Stored data entries:
☆ ☆ ☆
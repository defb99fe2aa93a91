use napi::Result as NapiResult;
use napi_derive::napi;

/// Convert any Display error into a napi::Error.
fn to_napi_error(e: impl std::fmt::Display) -> napi::Error {
    napi::Error::from_reason(e.to_string())
}

// ---------------------------------------------------------------------------
// Projection
// ---------------------------------------------------------------------------

#[napi]
pub fn simulate_plan(input_json: String) -> NapiResult<String> {
    let input: zinseszins_core::engine::EngineConfig =
        serde_json::from_str(&input_json).map_err(to_napi_error)?;
    let output = zinseszins_core::engine::simulate_plan(&input).map_err(to_napi_error)?;
    serde_json::to_string(&output).map_err(to_napi_error)
}

/// Validation issues of a plan configuration as a JSON array; empty when
/// the plan can be simulated.
#[napi]
pub fn validate_plan(input_json: String) -> NapiResult<String> {
    let input: zinseszins_core::engine::EngineConfig =
        serde_json::from_str(&input_json).map_err(to_napi_error)?;
    let issues = zinseszins_core::engine::validate_engine_config(&input);
    serde_json::to_string(&issues).map_err(to_napi_error)
}

#[napi]
pub fn simulate_accumulation(input_json: String) -> NapiResult<String> {
    let input: zinseszins_core::accumulation::AccumulationInput =
        serde_json::from_str(&input_json).map_err(to_napi_error)?;
    let output =
        zinseszins_core::accumulation::simulate_accumulation(&input).map_err(to_napi_error)?;
    serde_json::to_string(&output).map_err(to_napi_error)
}

#[napi]
pub fn simulate_withdrawal(input_json: String) -> NapiResult<String> {
    let input: zinseszins_core::withdrawal::WithdrawalInput =
        serde_json::from_str(&input_json).map_err(to_napi_error)?;
    let output = zinseszins_core::withdrawal::simulate_withdrawal(&input).map_err(to_napi_error)?;
    serde_json::to_string(&output).map_err(to_napi_error)
}

#[napi]
pub fn simulate_segmented_withdrawal(input_json: String) -> NapiResult<String> {
    let input: zinseszins_core::withdrawal::SegmentedWithdrawalInput =
        serde_json::from_str(&input_json).map_err(to_napi_error)?;
    let output =
        zinseszins_core::withdrawal::simulate_segmented_withdrawal(&input).map_err(to_napi_error)?;
    serde_json::to_string(&output).map_err(to_napi_error)
}

#[napi]
pub fn compare_strategies(input_json: String) -> NapiResult<String> {
    let input: zinseszins_core::withdrawal::ComparisonInput =
        serde_json::from_str(&input_json).map_err(to_napi_error)?;
    let output = zinseszins_core::withdrawal::compare_strategies(&input).map_err(to_napi_error)?;
    serde_json::to_string(&output).map_err(to_napi_error)
}

// ---------------------------------------------------------------------------
// Returns
// ---------------------------------------------------------------------------

#[napi]
pub fn create_scenarios(input_json: String) -> NapiResult<String> {
    let input: zinseszins_core::returns::scenarios::ScenarioInput =
        serde_json::from_str(&input_json).map_err(to_napi_error)?;
    let scenarios = zinseszins_core::returns::scenarios::create_scenarios(&input);
    serde_json::to_string(&scenarios).map_err(to_napi_error)
}

#[napi]
pub fn black_swan_events() -> NapiResult<String> {
    let events = zinseszins_core::returns::historical::black_swan_events();
    serde_json::to_string(&events).map_err(to_napi_error)
}

// ---------------------------------------------------------------------------
// Tax
// ---------------------------------------------------------------------------

#[napi]
pub fn calculate_tax(input_json: String) -> NapiResult<String> {
    let input: zinseszins_core::tax::TaxInput =
        serde_json::from_str(&input_json).map_err(to_napi_error)?;
    let output = zinseszins_core::tax::calculate_tax(&input).map_err(to_napi_error)?;
    serde_json::to_string(&output).map_err(to_napi_error)
}

#[napi]
pub fn calculate_vorabpauschale(input_json: String) -> NapiResult<String> {
    let input: zinseszins_core::tax::VorabpauschaleInput =
        serde_json::from_str(&input_json).map_err(to_napi_error)?;
    let output = zinseszins_core::tax::compute_vorabpauschale(&input).map_err(to_napi_error)?;
    serde_json::to_string(&output).map_err(to_napi_error)
}

#[napi]
pub fn default_basiszins_table() -> NapiResult<String> {
    serde_json::to_string(&zinseszins_core::tax::BasiszinsTable::default()).map_err(to_napi_error)
}

#[napi]
pub fn analyze_tax_deferral(input_json: String) -> NapiResult<String> {
    let input: zinseszins_core::analytics::tax_deferral::TaxDeferralInput =
        serde_json::from_str(&input_json).map_err(to_napi_error)?;
    let output =
        zinseszins_core::analytics::tax_deferral::analyze_tax_deferral(&input).map_err(to_napi_error)?;
    serde_json::to_string(&output).map_err(to_napi_error)
}

// ---------------------------------------------------------------------------
// Costs
// ---------------------------------------------------------------------------

#[napi]
pub fn simulate_care_costs(input_json: String) -> NapiResult<String> {
    let input: zinseszins_core::costs::CareCostInput =
        serde_json::from_str(&input_json).map_err(to_napi_error)?;
    let output = zinseszins_core::costs::simulate_care_costs(&input).map_err(to_napi_error)?;
    serde_json::to_string(&output).map_err(to_napi_error)
}

// ---------------------------------------------------------------------------
// Risk
// ---------------------------------------------------------------------------

#[napi]
pub fn calculate_risk_metrics(input_json: String) -> NapiResult<String> {
    let input: zinseszins_core::analytics::risk::RiskInput =
        serde_json::from_str(&input_json).map_err(to_napi_error)?;
    let output =
        zinseszins_core::analytics::risk::calculate_risk_metrics(&input).map_err(to_napi_error)?;
    serde_json::to_string(&output).map_err(to_napi_error)
}

#[napi]
pub fn run_stress_test(input_json: String) -> NapiResult<String> {
    let input: zinseszins_core::analytics::stress::StressTestInput =
        serde_json::from_str(&input_json).map_err(to_napi_error)?;
    let output =
        zinseszins_core::analytics::stress::run_stress_test(&input).map_err(to_napi_error)?;
    serde_json::to_string(&output).map_err(to_napi_error)
}

#[napi]
pub fn run_monte_carlo(input_json: String) -> NapiResult<String> {
    let input: zinseszins_core::analytics::monte_carlo::MonteCarloInput =
        serde_json::from_str(&input_json).map_err(to_napi_error)?;
    let output =
        zinseszins_core::analytics::monte_carlo::run_monte_carlo(&input).map_err(to_napi_error)?;
    serde_json::to_string(&output).map_err(to_napi_error)
}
☆ ☆ ☆
Exercise description – The only reply wanted is the number of lines in the records above containing the word "Display".

Answer below – 2